What to produce:
From the records below, pull each line that has "wait".

Exercise materials:
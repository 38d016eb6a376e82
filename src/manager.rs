use crate::config::{self, ConfigManager};
use crate::models::status::{RenderStatus, Stream};
use crate::project::Project;
use std::collections::VecDeque;
use std::io::{BufRead, BufReader, Read};
use std::path::Path;
use std::process::{Command, Stdio};
use std::sync::mpsc::{self, Receiver, Sender};
use std::sync::{Arc, Mutex};
use std::thread::{self, JoinHandle};

const RENDER_SCRIPT: &str = "render_script.py";
const PREVIEW_SCRIPT: &str = "render_preview_script.py";

/// Which code path the queue worker takes for every popped project.
#[derive(Debug, Copy, Clone, PartialEq, Eq)]
pub enum QueueMode {
    Render,
    Thumbnail,
}

impl QueueMode {
    fn script_name(self) -> &'static str {
        match self {
            QueueMode::Render => RENDER_SCRIPT,
            QueueMode::Thumbnail => PREVIEW_SCRIPT,
        }
    }
}

/// Sequential render orchestrator.
///
/// Each top-level call spawns at most one worker thread; that thread drains
/// the whole queue itself with an explicit pop-front loop, so only one
/// blender process is ever in flight per invocation. Progress flows one way
/// through the status channel handed out by [`RenderManager::new`]. Per-job
/// failures become status events and never stop the queue; there is no retry,
/// no timeout and no way to abort a launched process.
pub struct RenderManager {
    config: Arc<Mutex<ConfigManager>>,
    sender: Sender<RenderStatus>,
}

impl RenderManager {
    pub fn new(config: Arc<Mutex<ConfigManager>>) -> (Self, Receiver<RenderStatus>) {
        let (sender, receiver) = mpsc::channel();
        (Self { config, sender }, receiver)
    }

    /// Render a single thumbnail in the background. Emits the starting event
    /// and returns the worker handle immediately, or `None` (after an error
    /// event) when the project has no usable path or identifier.
    pub fn render_thumbnail(&self, project: &Project) -> Option<JoinHandle<()>> {
        if project.file_path.as_os_str().is_empty() || project.unique_name.is_empty() {
            emit(&self.sender, RenderStatus::Error("Invalid project".to_owned()));
            return None;
        }

        emit(
            &self.sender,
            RenderStatus::StartingThumbnail {
                file: project.file_path.display().to_string(),
            },
        );

        let sender = self.sender.clone();
        let config = Arc::clone(&self.config);
        let project = project.clone();
        Some(thread::spawn(move || {
            run_job(&sender, &config, &project, QueueMode::Thumbnail);
        }))
    }

    /// Drain `projects` front to back on a single worker thread. An empty
    /// queue emits `NoProjects` and spawns nothing. The worker emits one
    /// starting event per project, a completion or error event per project,
    /// and exactly one terminal `AllCompleted` - regardless of individual
    /// outcomes.
    pub fn start_render_queue(
        &self,
        projects: Vec<Project>,
        mode: QueueMode,
    ) -> Option<JoinHandle<()>> {
        if projects.is_empty() {
            emit(&self.sender, RenderStatus::NoProjects);
            return None;
        }

        let sender = self.sender.clone();
        let config = Arc::clone(&self.config);
        Some(thread::spawn(move || {
            let mut queue = VecDeque::from(projects);
            while let Some(project) = queue.pop_front() {
                let file = project.file_path.display().to_string();
                let starting = match mode {
                    QueueMode::Render => RenderStatus::Starting { file },
                    QueueMode::Thumbnail => RenderStatus::StartingThumbnail { file },
                };
                emit(&sender, starting);
                run_job(&sender, &config, &project, mode);
            }
            emit(&sender, RenderStatus::AllCompleted);
        }))
    }
}

fn emit(sender: &Sender<RenderStatus>, status: RenderStatus) {
    // a dropped receiver just means nobody is watching anymore
    let _ = sender.send(status);
}

/// Read a string key from the shared config. A poisoned lock is reported as
/// a job error rather than crashing the worker.
fn config_str(
    config: &Arc<Mutex<ConfigManager>>,
    key: &str,
) -> Result<Option<String>, String> {
    match config.lock() {
        Ok(guard) => Ok(guard.get_str(key).map(str::to_owned)),
        Err(_) => Err("configuration store is unavailable".to_owned()),
    }
}

/// Run one render or thumbnail job to completion. Every failure path emits
/// an event and returns, so the caller's loop always advances.
fn run_job(
    sender: &Sender<RenderStatus>,
    config: &Arc<Mutex<ConfigManager>>,
    project: &Project,
    mode: QueueMode,
) {
    let file_path = &project.file_path;
    if !file_path.exists() {
        emit(
            sender,
            RenderStatus::Error(format!("File {} not found.", file_path.display())),
        );
        return;
    }

    let work_dir = match config_str(config, config::WORK_DIRECTORY) {
        Ok(Some(dir)) => dir,
        Ok(None) => {
            emit(
                sender,
                RenderStatus::Error("Working directory is not set".to_owned()),
            );
            return;
        }
        Err(message) => {
            emit(sender, RenderStatus::Error(message));
            return;
        }
    };

    let script = Path::new(&work_dir).join("scripts").join(mode.script_name());
    if !script.exists() {
        emit(
            sender,
            RenderStatus::Error(format!("File {} not found.", mode.script_name())),
        );
        return;
    }

    // full renders carry the settings blob, thumbnails only the identifier
    let trailing = match mode {
        QueueMode::Render => match project.settings() {
            Some(settings) => match settings.to_transport() {
                Ok(blob) => blob,
                Err(err) => {
                    emit(
                        sender,
                        RenderStatus::Error(format!(
                            "Unable to serialize render settings: {err}"
                        )),
                    );
                    return;
                }
            },
            None => {
                emit(
                    sender,
                    RenderStatus::Error(format!(
                        "Project {} has no render settings",
                        project.unique_name
                    )),
                );
                return;
            }
        },
        QueueMode::Thumbnail => project.unique_name.clone(),
    };

    // read fresh per job - a mid-queue change of current_bin from the UI
    // thread applies to jobs that have not started yet
    let blender_executable = match config_str(config, config::CURRENT_BIN) {
        Ok(Some(bin)) if Path::new(&bin).exists() => bin,
        Ok(_) => {
            emit(
                sender,
                RenderStatus::Error("Blender executable (current_bin) not found".to_owned()),
            );
            return;
        }
        Err(message) => {
            emit(sender, RenderStatus::Error(message));
            return;
        }
    };

    log::debug!(
        "spawning {} --background --python {} -- {} <{} bytes>",
        blender_executable,
        script.display(),
        file_path.display(),
        trailing.len()
    );

    let mut child = match Command::new(&blender_executable)
        .arg("--background")
        .arg("--python")
        .arg(&script)
        .arg("--")
        .arg(file_path)
        .arg(&trailing)
        .stdin(Stdio::null())
        .stdout(Stdio::piped())
        .stderr(Stdio::piped())
        .spawn()
    {
        Ok(child) => child,
        Err(err) => {
            emit(
                sender,
                RenderStatus::Error(format!(
                    "Failed to launch {blender_executable}: {err}"
                )),
            );
            return;
        }
    };

    let stdout_worker = child
        .stdout
        .take()
        .map(|pipe| forward_lines(pipe, Stream::Stdout, sender.clone()));
    let stderr_worker = child
        .stderr
        .take()
        .map(|pipe| forward_lines(pipe, Stream::Stderr, sender.clone()));

    // no timeout here: a render takes as long as it takes
    let status = child.wait();

    for worker in [stdout_worker, stderr_worker].into_iter().flatten() {
        let _ = worker.join();
    }

    match status {
        Ok(status) if status.success() => emit(sender, RenderStatus::JobCompleted),
        Ok(status) => emit(
            sender,
            RenderStatus::JobFailed {
                code: status.code(),
            },
        ),
        Err(err) => emit(
            sender,
            RenderStatus::Error(format!("Failed to wait for render process: {err}")),
        ),
    }
}

/// Forward each line of a child stream as a tagged log event.
fn forward_lines<R: Read + Send + 'static>(
    pipe: R,
    stream: Stream,
    sender: Sender<RenderStatus>,
) -> JoinHandle<()> {
    thread::spawn(move || {
        let reader = BufReader::new(pipe);
        for line in reader.lines() {
            match line {
                Ok(line) => emit(&sender, RenderStatus::Log { stream, line }),
                Err(_) => break,
            }
        }
    })
}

Answer to the exercise:
    let status = child.wait();
            RenderStatus::Error(format!("Failed to wait for render process: {err}")),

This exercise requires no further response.